The narrative is shot in chronological order, a method pioneered by British social realist innovator Ken Loach, as witnessed by lead actor Murphy on the set of The Wind That Shakes The Barley (2006). Director Mielants additionally deploys long takes which make great use of improvisation on the part of the cast. One uses the word improvisation hesitantly, because the whole feels grounded in a well-worked out script so that any improvisation feels like it is working on top of a well defined base. Early confrontations between boys in the corridor recall similar dynamics in Matthew Modine cycling and offenders vehicle Hard Miles (R.J. Daniel Hanna, 2003), yet this is very much its own film.

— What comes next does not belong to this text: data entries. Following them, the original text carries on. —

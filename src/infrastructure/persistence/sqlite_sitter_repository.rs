//! SQLite implementation of the sitter repository.

use async_trait::async_trait;
use chrono::{DateTime, Utc};
use sqlx::SqlitePool;
use std::sync::Arc;

use crate::domain::entities::{NewSitter, Sitter, SitterPatch};
use crate::domain::repositories::SitterRepository;
use crate::error::AppError;

#[derive(sqlx::FromRow)]
struct SitterRow {
    sitter_id: i64,
    first_name: String,
    last_name: String,
    email: String,
    password_hash: String,
    created_at: DateTime<Utc>,
}

impl From<SitterRow> for Sitter {
    fn from(r: SitterRow) -> Self {
        Sitter {
            id: r.sitter_id,
            first_name: r.first_name,
            last_name: r.last_name,
            email: r.email,
            password_hash: r.password_hash,
            created_at: r.created_at,
        }
    }
}

/// SQLite repository for sitter accounts.
///
/// Uses runtime-bound statements; uniqueness of `email` is enforced by the
/// schema and surfaces as [`AppError::Validation`].
pub struct SqliteSitterRepository {
    pool: Arc<SqlitePool>,
}

impl SqliteSitterRepository {
    /// Creates a new repository with a database connection pool.
    pub fn new(pool: Arc<SqlitePool>) -> Self {
        Self { pool }
    }
}

#[async_trait]
impl SitterRepository for SqliteSitterRepository {
    async fn create(&self, new_sitter: NewSitter) -> Result<Sitter, AppError> {
        let now = Utc::now();

        let result = sqlx::query(
            r#"
            INSERT INTO sitters (first_name, last_name, email, password_hash, created_at)
            VALUES (?, ?, ?, ?, ?)
            "#,
        )
        .bind(&new_sitter.first_name)
        .bind(&new_sitter.last_name)
        .bind(&new_sitter.email)
        .bind(&new_sitter.password_hash)
        .bind(now)
        .execute(self.pool.as_ref())
        .await?;

        Ok(Sitter {
            id: result.last_insert_rowid(),
            first_name: new_sitter.first_name,
            last_name: new_sitter.last_name,
            email: new_sitter.email,
            password_hash: new_sitter.password_hash,
            created_at: now,
        })
    }

    async fn find_by_id(&self, sitter_id: i64) -> Result<Option<Sitter>, AppError> {
        let row = sqlx::query_as::<_, SitterRow>(
            r#"
            SELECT sitter_id, first_name, last_name, email, password_hash, created_at
            FROM sitters
            WHERE sitter_id = ?
            "#,
        )
        .bind(sitter_id)
        .fetch_optional(self.pool.as_ref())
        .await?;

        Ok(row.map(Sitter::from))
    }

    async fn find_by_email(&self, email: &str) -> Result<Option<Sitter>, AppError> {
        let row = sqlx::query_as::<_, SitterRow>(
            r#"
            SELECT sitter_id, first_name, last_name, email, password_hash, created_at
            FROM sitters
            WHERE email = ?
            "#,
        )
        .bind(email)
        .fetch_optional(self.pool.as_ref())
        .await?;

        Ok(row.map(Sitter::from))
    }

    async fn update(&self, sitter_id: i64, patch: SitterPatch) -> Result<Sitter, AppError> {
        let mut tx = self.pool.begin().await?;

        let current = sqlx::query_as::<_, SitterRow>(
            r#"
            SELECT sitter_id, first_name, last_name, email, password_hash, created_at
            FROM sitters
            WHERE sitter_id = ?
            "#,
        )
        .bind(sitter_id)
        .fetch_optional(&mut *tx)
        .await?
        .ok_or_else(|| {
            AppError::not_found("Sitter not found", serde_json::json!({ "sitter_id": sitter_id }))
        })?;

        let mut sitter = Sitter::from(current);
        if let Some(v) = patch.first_name {
            sitter.first_name = v;
        }
        if let Some(v) = patch.last_name {
            sitter.last_name = v;
        }
        if let Some(v) = patch.email {
            sitter.email = v;
        }
        if let Some(v) = patch.password_hash {
            sitter.password_hash = v;
        }

        sqlx::query(
            r#"
            UPDATE sitters
            SET first_name = ?, last_name = ?, email = ?, password_hash = ?
            WHERE sitter_id = ?
            "#,
        )
        .bind(&sitter.first_name)
        .bind(&sitter.last_name)
        .bind(&sitter.email)
        .bind(&sitter.password_hash)
        .bind(sitter_id)
        .execute(&mut *tx)
        .await?;

        tx.commit().await?;

        Ok(sitter)
    }

    async fn delete(&self, sitter_id: i64) -> Result<bool, AppError> {
        let mut tx = self.pool.begin().await?;

        // Cascade by hand so the behavior does not depend on the
        // foreign_keys pragma of the connection.
        sqlx::query(
            r#"
            DELETE FROM knowledges
            WHERE dog_id IN (
                SELECT d.dog_id FROM dogs d
                JOIN owners o ON o.owner_id = d.owner_id
                WHERE o.sitter_id = ?
            )
            "#,
        )
        .bind(sitter_id)
        .execute(&mut *tx)
        .await?;

        sqlx::query("DELETE FROM stays WHERE sitter_id = ?")
            .bind(sitter_id)
            .execute(&mut *tx)
            .await?;

        sqlx::query(
            r#"
            DELETE FROM dogs
            WHERE owner_id IN (SELECT owner_id FROM owners WHERE sitter_id = ?)
            "#,
        )
        .bind(sitter_id)
        .execute(&mut *tx)
        .await?;

        sqlx::query("DELETE FROM owners WHERE sitter_id = ?")
            .bind(sitter_id)
            .execute(&mut *tx)
            .await?;

        let result = sqlx::query("DELETE FROM sitters WHERE sitter_id = ?")
            .bind(sitter_id)
            .execute(&mut *tx)
            .await?;

        tx.commit().await?;

        Ok(result.rows_affected() > 0)
    }
}
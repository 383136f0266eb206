//! Dog entity with biometric and behavioral attributes.

use chrono::NaiveDate;

/// A dog record, identified by its unique `chip_id` and owned by exactly
/// one owner.
#[derive(Debug, Clone, PartialEq, Eq)]
pub struct Dog {
    pub id: i64,
    pub chip_id: i64,
    pub owner_id: i64,
    pub name: String,
    pub birth_date: NaiveDate,
    pub breed: String,
    /// Shoulder height in centimeters.
    pub height: i64,
    /// Weight in kilograms.
    pub weight: i64,
    /// Daily food amount in grams.
    pub food_per_day: i64,
    pub gender: String,
    pub castrated: bool,
    pub character: String,
    pub sociable: bool,
    pub training: bool,
    pub img_url: Option<String>,
}

/// Input data for creating a new dog.
#[derive(Debug, Clone)]
pub struct NewDog {
    pub chip_id: i64,
    pub owner_id: i64,
    pub name: String,
    pub birth_date: NaiveDate,
    pub breed: String,
    pub height: i64,
    pub weight: i64,
    pub food_per_day: i64,
    pub gender: String,
    pub castrated: bool,
    pub character: String,
    pub sociable: bool,
    pub training: bool,
    pub img_url: Option<String>,
}

/// Partial update for an existing dog.
///
/// `None` fields are left unchanged.
/// `img_url: Some(None)` clears the image; `Some(Some(url))` sets it.
#[derive(Debug, Clone, Default)]
pub struct DogPatch {
    pub chip_id: Option<i64>,
    pub name: Option<String>,
    pub birth_date: Option<NaiveDate>,
    pub breed: Option<String>,
    pub height: Option<i64>,
    pub weight: Option<i64>,
    pub food_per_day: Option<i64>,
    pub gender: Option<String>,
    pub castrated: Option<bool>,
    pub character: Option<String>,
    pub sociable: Option<bool>,
    pub training: Option<bool>,
    pub img_url: Option<Option<String>>,
}

#[cfg(test)]
mod tests {
    use super::*;

    fn sample_dog() -> Dog {
        Dog {
            id: 1,
            chip_id: 276_093_400_123_456,
            owner_id: 2,
            name: "Rex".to_string(),
            birth_date: NaiveDate::from_ymd_opt(2020, 5, 17).unwrap(),
            breed: "Labrador".to_string(),
            height: 56,
            weight: 30,
            food_per_day: 400,
            gender: "male".to_string(),
            castrated: true,
            character: "calm".to_string(),
            sociable: true,
            training: true,
            img_url: None,
        }
    }

    #[test]
    fn test_dog_creation() {
        let dog = sample_dog();
        assert_eq!(dog.name, "Rex");
        assert_eq!(dog.chip_id, 276_093_400_123_456);
        assert!(dog.img_url.is_none());
    }

    #[test]
    fn test_patch_img_url_semantics() {
        // Absent = unchanged, Some(None) = clear, Some(Some) = set.
        let unchanged = DogPatch::default();
        assert!(unchanged.img_url.is_none());

        let cleared = DogPatch {
            img_url: Some(None),
            ..Default::default()
        };
        assert_eq!(cleared.img_url, Some(None));

        let set = DogPatch {
            img_url: Some(Some("https://img.example.com/rex.jpg".to_string())),
            ..Default::default()
        };
        assert!(matches!(set.img_url, Some(Some(_))));
    }
}
//! Handlers for sitter registration, login and account management.

use axum::{
    Json,
    extract::{Extension, State},
    http::{StatusCode, header},
    response::IntoResponse,
};
use validator::Validate;

use crate::api::dto::auth::{
    LoginRequest, RegisterRequest, SessionResponse, SitterResponse, UpdateSitterRequest,
};
use crate::api::middleware::auth::CurrentSitter;
use crate::application::services::IssuedSession;
use crate::error::AppError;
use crate::state::AppState;

/// Name of the session cookie.
pub const SESSION_COOKIE: &str = "session_token";

/// Builds the `Set-Cookie` value for a freshly issued session.
///
/// `HttpOnly` keeps the token away from client script, `SameSite=Strict`
/// stops the browser from attaching it to cross-site requests.
fn session_cookie(session: &IssuedSession) -> String {
    let max_age = (session.expires_at - chrono::Utc::now().timestamp()).max(0);
    format!(
        "{SESSION_COOKIE}={}; Path=/; HttpOnly; SameSite=Strict; Max-Age={max_age}",
        session.token
    )
}

/// Builds the `Set-Cookie` value that removes the session cookie.
fn clear_session_cookie() -> String {
    format!("{SESSION_COOKIE}=; Path=/; HttpOnly; SameSite=Strict; Max-Age=0")
}

/// Registers a new sitter account and logs it in.
///
/// # Endpoint
///
/// `POST /api/sitters/register`
///
/// # Behavior
///
/// On success the response carries the session token in an `HttpOnly`
/// cookie and the CSRF token in the JSON body. The client must echo the
/// CSRF token in `X-CSRF-Token` on every mutating request.
///
/// # Errors
///
/// Returns 400 Bad Request if validation fails or the email is taken.
pub async fn register_handler(
    State(state): State<AppState>,
    Json(payload): Json<RegisterRequest>,
) -> Result<impl IntoResponse, AppError> {
    payload.validate()?;

    let sitter = state
        .auth_service
        .register(
            payload.first_name,
            payload.last_name,
            payload.email,
            &payload.password,
        )
        .await?;

    tracing::info!(sitter_id = sitter.id, "New sitter registered");

    let session = state.auth_service.issue_session(sitter.id);
    let cookie = session_cookie(&session);

    Ok((
        StatusCode::CREATED,
        [(header::SET_COOKIE, cookie)],
        Json(SessionResponse {
            sitter: SitterResponse::from(sitter),
            csrf_token: session.csrf_token,
        }),
    ))
}

/// Authenticates a sitter and starts a session.
///
/// # Endpoint
///
/// `POST /api/sitters/login`
///
/// # Errors
///
/// Returns 401 Unauthorized on bad credentials. The error does not say
/// whether the email or the password was wrong.
pub async fn login_handler(
    State(state): State<AppState>,
    Json(payload): Json<LoginRequest>,
) -> Result<impl IntoResponse, AppError> {
    payload.validate()?;

    let sitter = state
        .auth_service
        .login(&payload.email, &payload.password)
        .await?;

    let session = state.auth_service.issue_session(sitter.id);
    let cookie = session_cookie(&session);

    Ok((
        StatusCode::OK,
        [(header::SET_COOKIE, cookie)],
        Json(SessionResponse {
            sitter: SitterResponse::from(sitter),
            csrf_token: session.csrf_token,
        }),
    ))
}

/// Ends the current session by expiring the cookie.
///
/// # Endpoint
///
/// `POST /api/sitters/logout`
///
/// Tokens are stateless, so logout works purely client-side: the cookie
/// is replaced with an already-expired one.
pub async fn logout_handler() -> impl IntoResponse {
    (
        StatusCode::NO_CONTENT,
        [(header::SET_COOKIE, clear_session_cookie())],
    )
}

/// Returns the authenticated sitter's own account.
///
/// # Endpoint
///
/// `GET /api/sitters/me`
pub async fn get_me_handler(
    Extension(current): Extension<CurrentSitter>,
    State(state): State<AppState>,
) -> Result<Json<SitterResponse>, AppError> {
    let sitter = state.sitter_service.get_sitter(current.sitter_id).await?;
    Ok(Json(SitterResponse::from(sitter)))
}

/// Partially updates the authenticated sitter's own account.
///
/// # Endpoint
///
/// `PATCH /api/sitters/me`
///
/// # Errors
///
/// Returns 400 Bad Request if validation fails or the new email is taken.
pub async fn update_me_handler(
    Extension(current): Extension<CurrentSitter>,
    State(state): State<AppState>,
    Json(payload): Json<UpdateSitterRequest>,
) -> Result<Json<SitterResponse>, AppError> {
    payload.validate()?;

    let sitter = state
        .sitter_service
        .update_sitter(
            current.sitter_id,
            payload.first_name,
            payload.last_name,
            payload.email,
            payload.password.as_deref(),
        )
        .await?;

    Ok(Json(SitterResponse::from(sitter)))
}

/// Deletes the authenticated sitter's account with everything under it.
///
/// # Endpoint
///
/// `DELETE /api/sitters/me`
///
/// # Behavior
///
/// Removes the account together with all of its owners and their dogs,
/// then expires the session cookie.
pub async fn delete_me_handler(
    Extension(current): Extension<CurrentSitter>,
    State(state): State<AppState>,
) -> Result<impl IntoResponse, AppError> {
    state.sitter_service.delete_sitter(current.sitter_id).await?;

    tracing::info!(sitter_id = current.sitter_id, "Sitter account deleted");

    Ok((
        StatusCode::NO_CONTENT,
        [(header::SET_COOKIE, clear_session_cookie())],
    ))
}
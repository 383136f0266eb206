//! HTTP middleware for request processing and protection.
//!
//! Provides authentication, rate limiting, and observability middleware.

pub mod auth;
pub mod rate_limit;
pub mod tracing;
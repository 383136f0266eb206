//! SQLite implementation of the dog repository.
//!
//! Sitter scoping goes through a join on the owners table: a dog whose
//! owner belongs to another sitter reads as missing.

use async_trait::async_trait;
use chrono::NaiveDate;
use sqlx::SqlitePool;
use std::sync::Arc;

use crate::domain::entities::{Dog, DogPatch, NewDog};
use crate::domain::repositories::DogRepository;
use crate::error::AppError;

#[derive(sqlx::FromRow)]
struct DogRow {
    dog_id: i64,
    chip_id: i64,
    owner_id: i64,
    name: String,
    birth_date: NaiveDate,
    breed: String,
    height: i64,
    weight: i64,
    food_per_day: i64,
    gender: String,
    castrated: bool,
    character: String,
    sociable: bool,
    training: bool,
    img_url: Option<String>,
}

impl From<DogRow> for Dog {
    fn from(r: DogRow) -> Self {
        Dog {
            id: r.dog_id,
            chip_id: r.chip_id,
            owner_id: r.owner_id,
            name: r.name,
            birth_date: r.birth_date,
            breed: r.breed,
            height: r.height,
            weight: r.weight,
            food_per_day: r.food_per_day,
            gender: r.gender,
            castrated: r.castrated,
            character: r.character,
            sociable: r.sociable,
            training: r.training,
            img_url: r.img_url,
        }
    }
}

const DOG_COLUMNS: &str = "d.dog_id, d.chip_id, d.owner_id, d.name, d.birth_date, d.breed, \
     d.height, d.weight, d.food_per_day, d.gender, d.castrated, d.character, \
     d.sociable, d.training, d.img_url";

/// SQLite repository for dogs.
pub struct SqliteDogRepository {
    pool: Arc<SqlitePool>,
}

impl SqliteDogRepository {
    /// Creates a new repository with a database connection pool.
    pub fn new(pool: Arc<SqlitePool>) -> Self {
        Self { pool }
    }
}

#[async_trait]
impl DogRepository for SqliteDogRepository {
    async fn create(&self, new_dog: NewDog) -> Result<Dog, AppError> {
        let result = sqlx::query(
            r#"
            INSERT INTO dogs (chip_id, owner_id, name, birth_date, breed, height,
                              weight, food_per_day, gender, castrated, character,
                              sociable, training, img_url)
            VALUES (?, ?, ?, ?, ?, ?, ?, ?, ?, ?, ?, ?, ?, ?)
            "#,
        )
        .bind(new_dog.chip_id)
        .bind(new_dog.owner_id)
        .bind(&new_dog.name)
        .bind(new_dog.birth_date)
        .bind(&new_dog.breed)
        .bind(new_dog.height)
        .bind(new_dog.weight)
        .bind(new_dog.food_per_day)
        .bind(&new_dog.gender)
        .bind(new_dog.castrated)
        .bind(&new_dog.character)
        .bind(new_dog.sociable)
        .bind(new_dog.training)
        .bind(&new_dog.img_url)
        .execute(self.pool.as_ref())
        .await?;

        Ok(Dog {
            id: result.last_insert_rowid(),
            chip_id: new_dog.chip_id,
            owner_id: new_dog.owner_id,
            name: new_dog.name,
            birth_date: new_dog.birth_date,
            breed: new_dog.breed,
            height: new_dog.height,
            weight: new_dog.weight,
            food_per_day: new_dog.food_per_day,
            gender: new_dog.gender,
            castrated: new_dog.castrated,
            character: new_dog.character,
            sociable: new_dog.sociable,
            training: new_dog.training,
            img_url: new_dog.img_url,
        })
    }

    async fn find_by_id(&self, dog_id: i64, sitter_id: i64) -> Result<Option<Dog>, AppError> {
        let row = sqlx::query_as::<_, DogRow>(&format!(
            r#"
            SELECT {DOG_COLUMNS}
            FROM dogs d
            JOIN owners o ON o.owner_id = d.owner_id
            WHERE d.dog_id = ? AND o.sitter_id = ?
            "#
        ))
        .bind(dog_id)
        .bind(sitter_id)
        .fetch_optional(self.pool.as_ref())
        .await?;

        Ok(row.map(Dog::from))
    }

    async fn list_for_owner(&self, owner_id: i64) -> Result<Vec<Dog>, AppError> {
        let rows = sqlx::query_as::<_, DogRow>(&format!(
            r#"
            SELECT {DOG_COLUMNS}
            FROM dogs d
            WHERE d.owner_id = ?
            ORDER BY d.dog_id
            "#
        ))
        .bind(owner_id)
        .fetch_all(self.pool.as_ref())
        .await?;

        Ok(rows.into_iter().map(Dog::from).collect())
    }

    async fn update(&self, dog_id: i64, sitter_id: i64, patch: DogPatch) -> Result<Dog, AppError> {
        let mut tx = self.pool.begin().await?;

        let current = sqlx::query_as::<_, DogRow>(&format!(
            r#"
            SELECT {DOG_COLUMNS}
            FROM dogs d
            JOIN owners o ON o.owner_id = d.owner_id
            WHERE d.dog_id = ? AND o.sitter_id = ?
            "#
        ))
        .bind(dog_id)
        .bind(sitter_id)
        .fetch_optional(&mut *tx)
        .await?
        .ok_or_else(|| {
            AppError::not_found("Dog not found", serde_json::json!({ "dog_id": dog_id }))
        })?;

        let mut dog = Dog::from(current);
        if let Some(v) = patch.chip_id {
            dog.chip_id = v;
        }
        if let Some(v) = patch.name {
            dog.name = v;
        }
        if let Some(v) = patch.birth_date {
            dog.birth_date = v;
        }
        if let Some(v) = patch.breed {
            dog.breed = v;
        }
        if let Some(v) = patch.height {
            dog.height = v;
        }
        if let Some(v) = patch.weight {
            dog.weight = v;
        }
        if let Some(v) = patch.food_per_day {
            dog.food_per_day = v;
        }
        if let Some(v) = patch.gender {
            dog.gender = v;
        }
        if let Some(v) = patch.castrated {
            dog.castrated = v;
        }
        if let Some(v) = patch.character {
            dog.character = v;
        }
        if let Some(v) = patch.sociable {
            dog.sociable = v;
        }
        if let Some(v) = patch.training {
            dog.training = v;
        }
        if let Some(v) = patch.img_url {
            dog.img_url = v;
        }

        sqlx::query(
            r#"
            UPDATE dogs
            SET chip_id = ?, name = ?, birth_date = ?, breed = ?, height = ?,
                weight = ?, food_per_day = ?, gender = ?, castrated = ?,
                character = ?, sociable = ?, training = ?, img_url = ?
            WHERE dog_id = ?
            "#,
        )
        .bind(dog.chip_id)
        .bind(&dog.name)
        .bind(dog.birth_date)
        .bind(&dog.breed)
        .bind(dog.height)
        .bind(dog.weight)
        .bind(dog.food_per_day)
        .bind(&dog.gender)
        .bind(dog.castrated)
        .bind(&dog.character)
        .bind(dog.sociable)
        .bind(dog.training)
        .bind(&dog.img_url)
        .bind(dog_id)
        .execute(&mut *tx)
        .await?;

        tx.commit().await?;

        Ok(dog)
    }

    async fn delete(&self, dog_id: i64, sitter_id: i64) -> Result<bool, AppError> {
        let mut tx = self.pool.begin().await?;

        sqlx::query(
            r#"
            DELETE FROM knowledges
            WHERE dog_id IN (
                SELECT d.dog_id FROM dogs d
                JOIN owners o ON o.owner_id = d.owner_id
                WHERE d.dog_id = ? AND o.sitter_id = ?
            )
            "#,
        )
        .bind(dog_id)
        .bind(sitter_id)
        .execute(&mut *tx)
        .await?;

        sqlx::query(
            r#"
            DELETE FROM stays
            WHERE dog_id IN (
                SELECT d.dog_id FROM dogs d
                JOIN owners o ON o.owner_id = d.owner_id
                WHERE d.dog_id = ? AND o.sitter_id = ?
            )
            "#,
        )
        .bind(dog_id)
        .bind(sitter_id)
        .execute(&mut *tx)
        .await?;

        let result = sqlx::query(
            r#"
            DELETE FROM dogs
            WHERE dog_id IN (
                SELECT d.dog_id FROM dogs d
                JOIN owners o ON o.owner_id = d.owner_id
                WHERE d.dog_id = ? AND o.sitter_id = ?
            )
            "#,
        )
        .bind(dog_id)
        .bind(sitter_id)
        .execute(&mut *tx)
        .await?;

        tx.commit().await?;

        Ok(result.rows_affected() > 0)
    }
}
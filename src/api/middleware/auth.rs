//! Session cookie authentication middleware.

use axum::{
    extract::{Request, State},
    http::{HeaderMap, Method, header},
    middleware::Next,
    response::Response,
};
use serde_json::json;

use crate::api::handlers::sitters::SESSION_COOKIE;
use crate::{error::AppError, state::AppState};

/// Name of the header carrying the CSRF echo on mutating requests.
pub const CSRF_HEADER: &str = "x-csrf-token";

/// The authenticated sitter, inserted into request extensions for handlers.
#[derive(Debug, Clone, Copy)]
pub struct CurrentSitter {
    pub sitter_id: i64,
}

/// Authenticates requests using the `session_token` cookie.
///
/// # Authentication Flow
///
/// 1. Extract the token from the `Cookie` header
/// 2. Verify its HMAC signature and expiry
/// 3. For mutating methods, compare `X-CSRF-Token` against the session's
///    CSRF claim
/// 4. Insert [`CurrentSitter`] into request extensions
/// 5. Continue to next middleware/handler
///
/// The CSRF check exists because the cookie travels automatically: a
/// cross-site form could trigger a mutation, but it cannot read the CSRF
/// token from the login response body.
///
/// # Errors
///
/// Returns `401 Unauthorized` if:
/// - The session cookie is missing
/// - The token is malformed, forged or expired
/// - A mutating request carries no or a wrong `X-CSRF-Token`
pub async fn layer(
    State(st): State<AppState>,
    mut req: Request,
    next: Next,
) -> Result<Response, AppError> {
    let token = session_cookie_value(req.headers()).ok_or_else(|| {
        AppError::unauthorized(
            "Unauthorized",
            json!({"reason": "Session cookie is missing"}),
        )
    })?;

    let session = st.auth_service.verify_session(&token)?;

    if requires_csrf(req.method()) {
        let echoed = req
            .headers()
            .get(CSRF_HEADER)
            .and_then(|v| v.to_str().ok());

        if echoed != Some(session.csrf_token.as_str()) {
            return Err(AppError::unauthorized(
                "Unauthorized",
                json!({"reason": "CSRF token is missing or does not match"}),
            ));
        }
    }

    req.extensions_mut().insert(CurrentSitter {
        sitter_id: session.sitter_id,
    });

    Ok(next.run(req).await)
}

/// Safe methods skip the CSRF check, everything else must echo the token.
fn requires_csrf(method: &Method) -> bool {
    !matches!(*method, Method::GET | Method::HEAD | Method::OPTIONS)
}

/// Pulls the session token out of the `Cookie` header.
fn session_cookie_value(headers: &HeaderMap) -> Option<String> {
    headers
        .get(header::COOKIE)?
        .to_str()
        .ok()?
        .split(';')
        .find_map(|pair| {
            let (name, value) = pair.trim().split_once('=')?;
            (name == SESSION_COOKIE).then(|| value.to_string())
        })
}

#[cfg(test)]
mod tests {
    use super::*;
    use axum::http::HeaderValue;

    #[test]
    fn test_session_cookie_value_found_among_others() {
        let mut headers = HeaderMap::new();
        headers.insert(
            header::COOKIE,
            HeaderValue::from_static("theme=dark; session_token=abc.def; lang=de"),
        );
        assert_eq!(session_cookie_value(&headers), Some("abc.def".to_string()));
    }

    #[test]
    fn test_session_cookie_value_missing() {
        let mut headers = HeaderMap::new();
        headers.insert(header::COOKIE, HeaderValue::from_static("theme=dark"));
        assert_eq!(session_cookie_value(&headers), None);

        assert_eq!(session_cookie_value(&HeaderMap::new()), None);
    }

    #[test]
    fn test_requires_csrf_per_method() {
        assert!(!requires_csrf(&Method::GET));
        assert!(!requires_csrf(&Method::HEAD));
        assert!(requires_csrf(&Method::POST));
        assert!(requires_csrf(&Method::PATCH));
        assert!(requires_csrf(&Method::DELETE));
    }
}
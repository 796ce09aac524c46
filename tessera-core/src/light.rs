//! Scene lights

use crate::vector::{white, Color};
use serde::{Deserialize, Serialize};

/// Kind of light source
#[derive(Debug, Clone, Copy, PartialEq, Eq, Hash, Serialize, Deserialize)]
#[serde(rename_all = "lowercase")]
pub enum LightType {
    Directional,
    Point,
    Spot,
    Ambient,
}

/// A light referenced by scene objects through `light_id`
#[derive(Debug, Clone, PartialEq, Serialize, Deserialize)]
pub struct Light {
    pub id: String,
    pub name: String,
    pub light_type: LightType,
    pub color: Color,
    pub intensity: f64,
    /// Cutoff distance for point and spot lights (0 means unlimited)
    pub distance: Option<f64>,
    pub decay: Option<f64>,
    /// Cone half-angle in radians for spot lights
    pub angle: Option<f64>,
    pub penumbra: Option<f64>,
    pub cast_shadow: bool,
}

impl Light {
    /// Create a white light of the given kind with unit intensity
    pub fn new(id: impl Into<String>, name: impl Into<String>, light_type: LightType) -> Self {
        Self {
            id: id.into(),
            name: name.into(),
            light_type,
            color: white(),
            intensity: 1.0,
            distance: None,
            decay: None,
            angle: None,
            penumbra: None,
            cast_shadow: false,
        }
    }
}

Steve’s long-suffering deputy Amanda is played convincingly by Tracy Ullman, and given a fair bit of screen time, while rapper Little Simz turns in a solid bit part as Shola, a young, idealistic teacher suffering what is coyly described by the film as inappropriate behaviour on the part of one of the students. Murphy, out of whose relationship with the writer the film grew and for whom the role of Steve was specifically written, is at the top of his game, while the far less experienced Jay Lycurgo as Shy proves at least Murphy’s equal onscreen. As in Small Things Like These (Tim Mielants, 2024), Watson delivers one of her strongest performances. Special mention should go to the eight or so youths playing the offenders, all of whom impress and who constitute a superb piece of ensemble casting. (I would love to credit them, but also the perfunctory cast list in the press handouts infuriatingly fails to list the lower echelons of the cast – and it isn’t like this is an epic with a cast of thousands, where such an omission might be thoroughly understandable.) Indeed, the whole movie is impeccably cast from top to bottom.

A 1996 white knuckle ride of a head teacher through a day in the life of the special school he runs, this is a deeply affecting film (especially, I suspect, for a contemporary English audience) which cries out to be seen. I don’t want to knock its being watched on Netflix, where in all probability most viewers will see it, but if you have the chance to watch this on a decent screen in a cinema, I would recommend doing so – with the proviso that there’s so much going on visually in the frame that you may enjoy this particular film more if you’re sitting some way back from the front, as I was. I had colleagues sitting near the screen who found the whole experience overwhelming, and not in a good way. Go out and see it, just don’t sit near the front.

Steve is out in cinemas in the UK on Friday, September 19th, and worldwide on Netflix on Friday, October 3rd.